‘Reality denied comes back to haunt.’
Philip K. Dick, Flow My Tears, The Policeman Said
A persistent theme at TOO, and in the works of anyone objectively dealing with Jewish historiography, culture and politics, is that of self-deception. A couple of hours spent reviewing the TOO archive reveals more than thirty articles which deal directly with the subject, in addition to countless more which touch upon the obvious and undeniably negative consequences of the phenomenon on our culture and our people. An entire chapter of Kevin MacDonald’s Separation and Its Discontents: Toward and Evolutionary Theory of Anti-Semitism  (hereafter SAID) is devoted to the subject, and self-deception forms a major component of MacDonald’s analysis of Jews and the Left in the third chapter of The Culture of Critique (hereafter CofC). Diverse examples of Jewish self-deception have also featured as a topic of discussion, though to a lesser extent, in Gilad Atzmon’s The Wandering Who? A Study of Jewish Identity Politics, and Albert Lindemann’s Esau’s Tears: Modern Anti-Semitism and the Rise of the Jews.

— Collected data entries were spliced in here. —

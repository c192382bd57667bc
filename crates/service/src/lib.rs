//! Service layer for the author/book API.
//! - Each operation takes the store handle explicitly and runs mutations in
//!   their own transaction.
//! - Results are typed (`Outcome` / `ServiceError`) and convert into the
//!   `Envelope` returned to callers.

pub mod errors;
pub mod outcome;
pub mod envelope;
pub mod dto;
pub mod audit;
pub mod author_service;
pub mod book_service;
#[cfg(test)]
pub mod test_support;

pub use author_service::AuthorService;
pub use book_service::BookService;
pub use envelope::Envelope;
pub use outcome::{Outcome, ServiceResult};
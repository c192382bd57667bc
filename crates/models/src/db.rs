use std::time::Duration;

use sea_orm::{ConnectOptions, ConnectionTrait, Database, DatabaseConnection};
use tracing::info;

/// Pool settings resolved to concrete durations.
#[derive(Clone, Debug)]
pub struct DatabaseConfig {
    pub url: String,
    pub max_connections: u32,
    pub min_connections: u32,
    pub connect_timeout: Duration,
    pub acquire_timeout: Duration,
    pub idle_timeout: Duration,
    pub max_lifetime: Duration,
    pub sqlx_logging: bool,
}

impl Default for DatabaseConfig {
    fn default() -> Self {
        Self::from(&configs::DatabaseConfig::default())
    }
}

impl From<&configs::DatabaseConfig> for DatabaseConfig {
    fn from(c: &configs::DatabaseConfig) -> Self {
        Self {
            url: c.url.clone(),
            max_connections: c.max_connections,
            min_connections: c.min_connections,
            connect_timeout: Duration::from_secs(c.connect_timeout_secs),
            acquire_timeout: Duration::from_secs(c.acquire_timeout_secs),
            idle_timeout: Duration::from_secs(c.idle_timeout_secs),
            max_lifetime: Duration::from_secs(c.max_lifetime_secs),
            sqlx_logging: c.sqlx_logging,
        }
    }
}

/// SQLite allows one writer; a single pooled connection queues writers
/// instead of failing their lock upgrade with `database is locked`.
pub fn pool_bounds(cfg: &DatabaseConfig) -> (u32, u32) {
    if cfg.url.trim_start().to_lowercase().starts_with("sqlite:") {
        (1, 1)
    } else {
        (cfg.max_connections, cfg.min_connections)
    }
}

pub async fn connect_with_config(cfg: &DatabaseConfig) -> anyhow::Result<DatabaseConnection> {
    let (max, min) = pool_bounds(cfg);
    let mut opt = ConnectOptions::new(cfg.url.clone());
    opt.max_connections(max)
        .min_connections(min)
        .connect_timeout(cfg.connect_timeout)
        .acquire_timeout(cfg.acquire_timeout)
        .idle_timeout(cfg.idle_timeout)
        .max_lifetime(cfg.max_lifetime)
        .sqlx_logging(cfg.sqlx_logging);
    let db = Database::connect(opt).await?;
    info!(backend = ?db.get_database_backend(), max, "database connected");
    Ok(db)
}
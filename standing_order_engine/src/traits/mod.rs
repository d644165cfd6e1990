//! #  Backend contracts for the standing order engine.
//!
//! This module defines the interface contracts that storage backends need to expose in order to be used by the
//! placement API. The engine never talks to a database directly; it only talks to these traits.
//!
//! ## Traits
//!
//! * [`OrderManagement`] reads and writes orders and line items, and carries out the atomic checkout completion.
//! * [`InventoryOracle`] reports stock levels per variant and whether backorders are globally allowed.
//! * [`CatalogManagement`] answers questions about variants, order cycles, and the shipping and payment methods a shop
//!   offers. This includes the availability predicate used to validate standing line items.
//! * [`StandingOrderManagement`] reads subscriptions and their line items, and propagates quantity changes into the
//!   orders generated from them.
//! * [`NotificationOutbox`] stores the outbound notification records produced by the placement job.
//!
//! [`SqliteDatabase`](crate::SqliteDatabase) implements all of them.
mod catalog_management;
mod data_objects;
mod inventory_oracle;
mod notification_outbox;
mod order_management;
mod standing_order_management;

pub use catalog_management::{CatalogError, CatalogManagement};
pub use data_objects::{CheckoutCompletion, PaymentAttachment};
pub use inventory_oracle::{InventoryError, InventoryOracle};
pub use notification_outbox::{NotificationOutbox, OutboxError};
pub use order_management::{OrderManagement, OrderManagementError};
pub use standing_order_management::{StandingOrderError, StandingOrderManagement};
//! Reduces line item quantities to what the inventory can actually supply.
use std::fmt::Debug;

use log::*;

use crate::{
    db_types::{ChangesMap, Order},
    soe_api::errors::CapError,
    traits::{InventoryOracle, OrderManagement, OrderManagementError},
};

pub struct QuantityCapper<B> {
    db: B,
}

impl<B> Debug for QuantityCapper<B> {
    fn fmt(&self, f: &mut std::fmt::Formatter<'_>) -> std::fmt::Result {
        write!(f, "QuantityCapper")
    }
}

impl<B> QuantityCapper<B> {
    pub fn new(db: B) -> Self {
        Self { db }
    }
}

impl<B> QuantityCapper<B>
where B: OrderManagement + InventoryOracle
{
    /// Caps every line item of the order to its variant's stock on hand.
    ///
    /// * If backorders are allowed globally, nothing changes and the returned map is empty.
    /// * Line items for on-demand variants, and line items whose quantity the stock covers, are left alone.
    /// * Otherwise the quantity is set to the stock on hand (never below zero) and persisted straight away. The original
    ///   quantity is recorded in the returned map against the line item.
    ///
    /// Line items capped to zero stay on the order. Once capping is done, the order totals are recalculated.
    ///
    /// Completed orders are never touched. The order is re-read first, and [`CapError::AlreadyCompleted`] is returned
    /// if it was completed after `order` was fetched.
    ///
    /// A failure part way through leaves the quantities capped so far in place.
    pub async fn cap_quantity_and_store_changes(&self, order: &Order) -> Result<ChangesMap, CapError> {
        let mut changes = ChangesMap::new();
        let current = self
            .db
            .fetch_order(order.id)
            .await
            .map_err(|e| CapError::LineItemsUnavailable { order: order.id, reason: e.to_string() })?
            .ok_or(CapError::OrderNotFound(order.id))?;
        if current.is_complete() {
            debug!("✂️ Order {} has already been completed. It will not be capped", order.id);
            return Err(CapError::AlreadyCompleted(order.id));
        }
        if self.db.backorders_allowed() {
            trace!("✂️ Backorders are allowed. Order {} is not capped", order.id);
            return Ok(changes);
        }
        let items = self
            .db
            .fetch_line_items(order.id)
            .await
            .map_err(|e| CapError::LineItemsUnavailable { order: order.id, reason: e.to_string() })?;
        for item in items {
            let stock = self
                .db
                .stock_level(item.variant_id)
                .await
                .map_err(|source| CapError::StockLookup { variant: item.variant_id, source })?;
            let Some(capped) = stock.cap(item.quantity) else {
                continue;
            };
            self.db
                .update_line_item_quantity(item.id, capped)
                .await
                .map_err(|source| match source {
                    OrderManagementError::AlreadyCompleted(id) => CapError::AlreadyCompleted(id),
                    source => CapError::Persistence { line_item: item.id, source },
                })?;
            info!(
                "✂️ Line item {} on order {} capped from {} to {capped} (variant {})",
                item.id, order.id, item.quantity, item.variant_id
            );
            changes.record(item.id, item.quantity);
        }
        if !changes.is_empty() {
            let updated = self
                .db
                .update_totals(order.id)
                .await
                .map_err(|source| match source {
                    OrderManagementError::AlreadyCompleted(id) => CapError::AlreadyCompleted(id),
                    source => CapError::Totals { order: order.id, source },
                })?;
            debug!("✂️ Order {} totals are now {} after capping {} line items", order.id, updated.total, changes.len());
        }
        Ok(changes)
    }
}

#[cfg(test)]
mod test {
    use super::*;
    use crate::{
        db_types::Money,
        events::EventProducers,
        test_utils::{
            fixtures::Market,
            prepare_env::{prepare_test_env, random_db_path, teardown},
        },
        CheckoutApi,
        ConfirmationPolicy,
        SqliteDatabase,
    };

    async fn market() -> Market {
        let db = prepare_test_env(&random_db_path()).await;
        Market::new(db).await
    }

    async fn quantities(db: &SqliteDatabase, order: &Order) -> Vec<i64> {
        db.fetch_line_items(order.id).await.unwrap().into_iter().map(|li| li.quantity).collect()
    }

    #[tokio::test]
    async fn sufficient_stock_is_left_alone() {
        let market = market().await;
        let apples = market.variant("Apples", 350, 5).await;
        let so = market.standing_order("alice@example.com").await;
        market.subscribe(&so, &apples, 3).await;
        let order = market.generate_order(&so, "R100").await;

        let capper = QuantityCapper::new(market.db.clone());
        let changes = capper.cap_quantity_and_store_changes(&order).await.unwrap();
        assert!(changes.is_empty());
        assert_eq!(quantities(&market.db, &order).await, vec![3]);
        teardown(market.db).await;
    }

    #[tokio::test]
    async fn insufficient_stock_is_capped_and_recorded() {
        let market = market().await;
        let apples = market.variant("Apples", 350, 5).await;
        let pears = market.variant("Pears", 400, 2).await;
        let plums = market.variant("Plums", 500, 0).await;
        let so = market.standing_order("alice@example.com").await;
        market.subscribe(&so, &apples, 3).await;
        market.subscribe(&so, &pears, 3).await;
        market.subscribe(&so, &plums, 3).await;
        let order = market.generate_order(&so, "R101").await;
        let items = market.db.fetch_line_items(order.id).await.unwrap();
        let (li1, li2, li3) = (items[0].id, items[1].id, items[2].id);

        let capper = QuantityCapper::new(market.db.clone());
        let changes = capper.cap_quantity_and_store_changes(&order).await.unwrap();
        assert_eq!(changes.len(), 2);
        assert_eq!(changes.get(&li1), None);
        assert_eq!(changes.get(&li2), Some(3));
        assert_eq!(changes.get(&li3), Some(3));
        // Zero-stock items stay on the order
        assert_eq!(quantities(&market.db, &order).await, vec![3, 2, 0]);
        let order = market.db.fetch_order(order.id).await.unwrap().unwrap();
        assert_eq!(order.item_total, Money::from(3 * 350 + 2 * 400));
        teardown(market.db).await;
    }

    #[tokio::test]
    async fn oversold_stock_caps_to_zero() {
        let market = market().await;
        let apples = market.variant("Apples", 350, 5).await;
        let so = market.standing_order("alice@example.com").await;
        market.subscribe(&so, &apples, 3).await;
        let order = market.generate_order(&so, "R102").await;
        market.db.set_count_on_hand(apples.id, -2).await.unwrap();

        let capper = QuantityCapper::new(market.db.clone());
        let changes = capper.cap_quantity_and_store_changes(&order).await.unwrap();
        assert_eq!(changes.len(), 1);
        assert_eq!(quantities(&market.db, &order).await, vec![0]);
        teardown(market.db).await;
    }

    #[tokio::test]
    async fn backorders_disable_capping() {
        let market = market().await;
        let pears = market.variant("Pears", 400, 1).await;
        let so = market.standing_order("alice@example.com").await;
        market.subscribe(&so, &pears, 4).await;
        let order = market.generate_order(&so, "R103").await;

        let capper = QuantityCapper::new(market.db.clone().with_backorders(true));
        let changes = capper.cap_quantity_and_store_changes(&order).await.unwrap();
        assert!(changes.is_empty());
        assert_eq!(quantities(&market.db, &order).await, vec![4]);
        teardown(market.db).await;
    }

    #[tokio::test]
    async fn completed_orders_are_never_capped() {
        let market = market().await;
        let apples = market.variant("Apples", 350, 10).await;
        let so = market.standing_order("alice@example.com").await;
        market.subscribe(&so, &apples, 2).await;
        let order = market.generate_order(&so, "R105").await;
        CheckoutApi::new(market.db.clone(), EventProducers::default())
            .advance_to_complete(&order, ConfirmationPolicy::Suppress)
            .await
            .unwrap();
        // Stock runs low after the order was placed
        market.db.set_count_on_hand(apples.id, 1).await.unwrap();

        let capper = QuantityCapper::new(market.db.clone());
        let err = capper.cap_quantity_and_store_changes(&order).await.unwrap_err();
        assert!(matches!(err, CapError::AlreadyCompleted(id) if id == order.id), "{err}");
        assert_eq!(quantities(&market.db, &order).await, vec![2]);
        let stored = market.db.fetch_order(order.id).await.unwrap().unwrap();
        assert_eq!(stored.total, Money::from(700));
        let payments = market.db.fetch_payments(order.id).await.unwrap();
        assert_eq!(payments[0].amount, stored.total);
        teardown(market.db).await;
    }

    #[tokio::test]
    async fn on_demand_variants_are_never_capped() {
        let market = market().await;
        let bread = market.on_demand_variant("Sourdough", 800).await;
        let so = market.standing_order("alice@example.com").await;
        market.subscribe(&so, &bread, 10).await;
        let order = market.generate_order(&so, "R104").await;

        let capper = QuantityCapper::new(market.db.clone());
        let changes = capper.cap_quantity_and_store_changes(&order).await.unwrap();
        assert!(changes.is_empty());
        assert_eq!(quantities(&market.db, &order).await, vec![10]);
        teardown(market.db).await;
    }
}
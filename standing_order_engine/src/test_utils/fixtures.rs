//! A small market to run the placement job against.
//!
//! [`Market::new`] sets up a coordinator hub and a distributor shop, an open order cycle inside a weekly schedule, one
//! shipping method, one payment method and a valid address. Variants, standing orders and their generated orders are
//! added per test.
use chrono::{Duration, Utc};

use crate::{
    db_types::{
        Address,
        Money,
        NewOrder,
        NewOrderCycle,
        NewStandingOrder,
        NewVariant,
        Order,
        OrderCycle,
        PaymentMethod,
        ScheduleId,
        ShippingMethod,
        ShopId,
        StandingLineItem,
        StandingOrder,
        Variant,
    },
    SqliteDatabase,
};

pub struct Market {
    pub db: SqliteDatabase,
    pub hub: ShopId,
    pub shop: ShopId,
    pub order_cycle: OrderCycle,
    pub schedule: ScheduleId,
    pub shipping_method: ShippingMethod,
    pub payment_method: PaymentMethod,
    pub address: Address,
}

pub fn valid_address() -> Address {
    Address {
        firstname: "Mary".into(),
        lastname: "Smith".into(),
        address1: "14 Orchard Lane".into(),
        city: "Ballarat".into(),
        zipcode: "3350".into(),
        phone: "0400 000 000".into(),
        ..Default::default()
    }
}

impl Market {
    pub async fn new(db: SqliteDatabase) -> Self {
        let hub = db.create_shop("Highland Food Hub").await.expect("Error creating hub");
        let shop = db.create_shop("Green Grocer").await.expect("Error creating shop");
        let now = Utc::now();
        let cycle = NewOrderCycle::new("Week 1", hub).opening_at(now - Duration::hours(1), Some(now + Duration::days(6)));
        let order_cycle = db.create_order_cycle(cycle).await.expect("Error creating order cycle");
        let schedule = db.create_schedule("Weekly", &[order_cycle.id]).await.expect("Error creating schedule");
        let shipping_method = db.create_shipping_method(shop, "Farm gate pickup").await.expect("Error creating shipping");
        let payment_method = db.create_payment_method(shop, "Cash on pickup").await.expect("Error creating payment");
        let address = db.create_address(valid_address()).await.expect("Error creating address");
        Self { db, hub, shop, order_cycle, schedule, shipping_method, payment_method, address }
    }

    /// Adds an order cycle to the market's schedule.
    pub async fn add_order_cycle(&self, cycle: NewOrderCycle) -> OrderCycle {
        let cycle = self.db.create_order_cycle(cycle).await.expect("Error creating order cycle");
        sqlx::query("INSERT INTO schedule_order_cycles (schedule_id, order_cycle_id) VALUES ($1, $2)")
            .bind(self.schedule)
            .bind(cycle.id)
            .execute(self.db.pool())
            .await
            .expect("Error adding order cycle to schedule");
        cycle
    }

    /// Creates a variant with limited stock, offered to the shop in the market's order cycle.
    pub async fn variant(&self, name: &str, price: i64, count_on_hand: i64) -> Variant {
        self.offer(NewVariant::new(name, Money::from(price), count_on_hand)).await
    }

    pub async fn on_demand_variant(&self, name: &str, price: i64) -> Variant {
        self.offer(NewVariant::new(name, Money::from(price), 0).on_demand()).await
    }

    async fn offer(&self, variant: NewVariant) -> Variant {
        let variant = self.db.create_variant(variant).await.expect("Error creating variant");
        self.db
            .create_outgoing_exchange(&self.order_cycle, self.shop, &[variant.id])
            .await
            .expect("Error creating exchange");
        variant
    }

    /// A standing order with valid addresses, shipping and payment methods.
    pub async fn standing_order(&self, email: &str) -> StandingOrder {
        self.standing_order_with(email, |_| {}).await
    }

    /// A standing order that starts out valid and is then adjusted by `f` before it is stored.
    pub async fn standing_order_with<F: FnOnce(&mut NewStandingOrder)>(&self, email: &str, f: F) -> StandingOrder {
        let customer = self.db.create_customer(email, self.shop).await.expect("Error creating customer");
        let mut so = NewStandingOrder {
            shop_id: self.shop,
            customer_id: customer,
            schedule_id: self.schedule,
            shipping_method_id: Some(self.shipping_method.id),
            payment_method_id: Some(self.payment_method.id),
            bill_address_id: Some(self.address.id),
            ship_address_id: Some(self.address.id),
        };
        f(&mut so);
        self.db.create_standing_order(so).await.expect("Error creating standing order")
    }

    pub async fn subscribe(&self, so: &StandingOrder, variant: &Variant, quantity: i64) -> StandingLineItem {
        self.db.create_standing_line_item(so.id, variant.id, quantity).await.expect("Error creating standing line item")
    }

    /// The draft order for the standing order in the market's order cycle.
    pub async fn generate_order(&self, so: &StandingOrder, number: &str) -> Order {
        self.db.generate_order(so, self.order_cycle.id, number).await.expect("Error generating order")
    }

    /// An order that is not linked to any standing order.
    pub async fn one_off_order(&self, number: &str, variant: &Variant, quantity: i64) -> Order {
        let order = NewOrder::new(number, self.shop, self.order_cycle.id);
        let order = self.db.create_order(order).await.expect("Error creating order");
        self.db.add_line_item(order.id, variant, quantity).await.expect("Error adding line item");
        order
    }
}
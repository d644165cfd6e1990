use chrono::{DateTime, Utc};
use thiserror::Error;

use crate::db_types::{OrderCycleId, OrderId, StandingLineItem, StandingLineItemId, StandingOrder, StandingOrderId};

#[derive(Debug, Clone, Error)]
pub enum StandingOrderError {
    #[error("Database error: {0}")]
    DatabaseError(String),
    #[error("Standing order {0} does not exist")]
    StandingOrderNotFound(StandingOrderId),
    #[error("Standing line item {0} does not exist")]
    StandingLineItemNotFound(StandingLineItemId),
    #[error("Order {0} does not exist")]
    OrderNotFound(OrderId),
    #[error("Order {0} does not belong to an order cycle")]
    OrderWithoutCycle(OrderId),
    #[error("Order cycle {order_cycle} is not part of the schedule for standing order {standing_order}")]
    OrderCycleNotInSchedule { standing_order: StandingOrderId, order_cycle: OrderCycleId },
}

impl From<sqlx::Error> for StandingOrderError {
    fn from(e: sqlx::Error) -> Self {
        StandingOrderError::DatabaseError(e.to_string())
    }
}

/// Access to subscriptions, their line items, and the orders generated from them.
#[allow(async_fn_in_trait)]
pub trait StandingOrderManagement {
    async fn fetch_standing_order(&self, id: StandingOrderId) -> Result<Option<StandingOrder>, StandingOrderError>;

    /// The standing order that generated the given order, if any.
    async fn fetch_standing_order_for_order(&self, order: OrderId)
        -> Result<Option<StandingOrder>, StandingOrderError>;

    async fn fetch_standing_line_item(
        &self,
        id: StandingLineItemId,
    ) -> Result<Option<StandingLineItem>, StandingOrderError>;

    async fn fetch_standing_line_items(
        &self,
        standing_order: StandingOrderId,
    ) -> Result<Vec<StandingLineItem>, StandingOrderError>;

    /// Links a generated order to its standing order.
    ///
    /// The order's order cycle must belong to the standing order's schedule, otherwise
    /// [`StandingOrderError::OrderCycleNotInSchedule`] is returned.
    async fn link_order(&self, standing_order: StandingOrderId, order: OrderId) -> Result<(), StandingOrderError>;

    /// Stores a new quantity for the standing line item and returns the updated record.
    async fn update_standing_line_item_quantity(
        &self,
        id: StandingLineItemId,
        quantity: i64,
    ) -> Result<StandingLineItem, StandingOrderError>;

    /// Copies the standing line item's quantity onto the line items for the same variant in every incomplete order
    /// generated from its standing order, skipping orders whose order cycle closed before `now`.
    ///
    /// Returns the number of line items that were updated.
    async fn update_pending_line_items(
        &self,
        item: &StandingLineItem,
        now: DateTime<Utc>,
    ) -> Result<u64, StandingOrderError>;
}
use std::time::Duration;

use chrono::{DateTime, Utc};
use log::*;
use standing_order_engine::{
    db_types::OrderCycleId,
    events::EventProducers,
    order_objects::PlacementSummary,
    OrderManagement,
    PlacementApi,
    SqliteDatabase,
};
use tokio::task::JoinHandle;

use crate::errors::WorkerError;

/// Runs the placement job once for `order_cycle`.
pub async fn place_order_cycle(
    db: SqliteDatabase,
    producers: EventProducers,
    order_cycle: OrderCycleId,
) -> Result<PlacementSummary, WorkerError> {
    let api = PlacementApi::new(db, producers);
    let summary = api.place_orders_for_cycle(order_cycle).await?;
    Ok(summary)
}

/// Runs the placement job for every order cycle that is open at `now` and still has standing order orders waiting to
/// be placed. A cycle whose orders cannot be selected is logged and left for the next run.
pub async fn place_pending_cycles(
    api: &PlacementApi<SqliteDatabase>,
    db: &SqliteDatabase,
    now: DateTime<Utc>,
) -> Result<Vec<PlacementSummary>, WorkerError> {
    let cycles = db
        .fetch_order_cycles_awaiting_placement(now)
        .await
        .map_err(|e| WorkerError::CycleLookupFailed(e.to_string()))?;
    debug!("🕰️ {} order cycles have standing orders awaiting placement", cycles.len());
    let mut summaries = Vec::with_capacity(cycles.len());
    for cycle in cycles {
        match api.place_orders_for_cycle(cycle.id).await {
            Ok(summary) => summaries.push(summary),
            Err(e) => error!("🕰️ Could not place the standing orders for order cycle {} [{}]. {e}", cycle.id, cycle.name),
        }
    }
    Ok(summaries)
}

/// Starts the placement worker. Do not await the returned JoinHandle, as it will run indefinitely.
pub fn start_placement_worker(db: SqliteDatabase, producers: EventProducers, interval: Duration) -> JoinHandle<()> {
    tokio::spawn(async move {
        let mut timer = tokio::time::interval(interval);
        let api = PlacementApi::new(db.clone(), producers);
        info!("🕰️ Standing order placement worker started. Polling every {}s", interval.as_secs());
        loop {
            timer.tick().await;
            trace!("🕰️ Looking for order cycles to place");
            match place_pending_cycles(&api, &db, Utc::now()).await {
                Ok(summaries) if summaries.is_empty() => trace!("🕰️ Nothing to place"),
                Ok(summaries) => {
                    let placed = summaries.iter().map(|s| s.placed_count()).sum::<usize>();
                    let skipped = summaries.iter().map(|s| s.skipped_count()).sum::<usize>();
                    info!("🕰️ {} order cycles processed. {placed} orders placed, {skipped} skipped", summaries.len());
                },
                Err(e) => {
                    error!("🕰️ Error running the standing order placement job: {e}");
                },
            }
        }
    })
}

In the sixth chapter of CofC, MacDonald, noted the scale of the problem, pointing to “a general tendency for self-deception among Jews as a robust pattern apparent in several historical eras and touching on a wide range of issues, including personal identity, the causes and extent of anti-Semitism, the characteristics of Jews (e.g., economic success), and the role of Jews in the political and cultural process in traditional and contemporary societies.”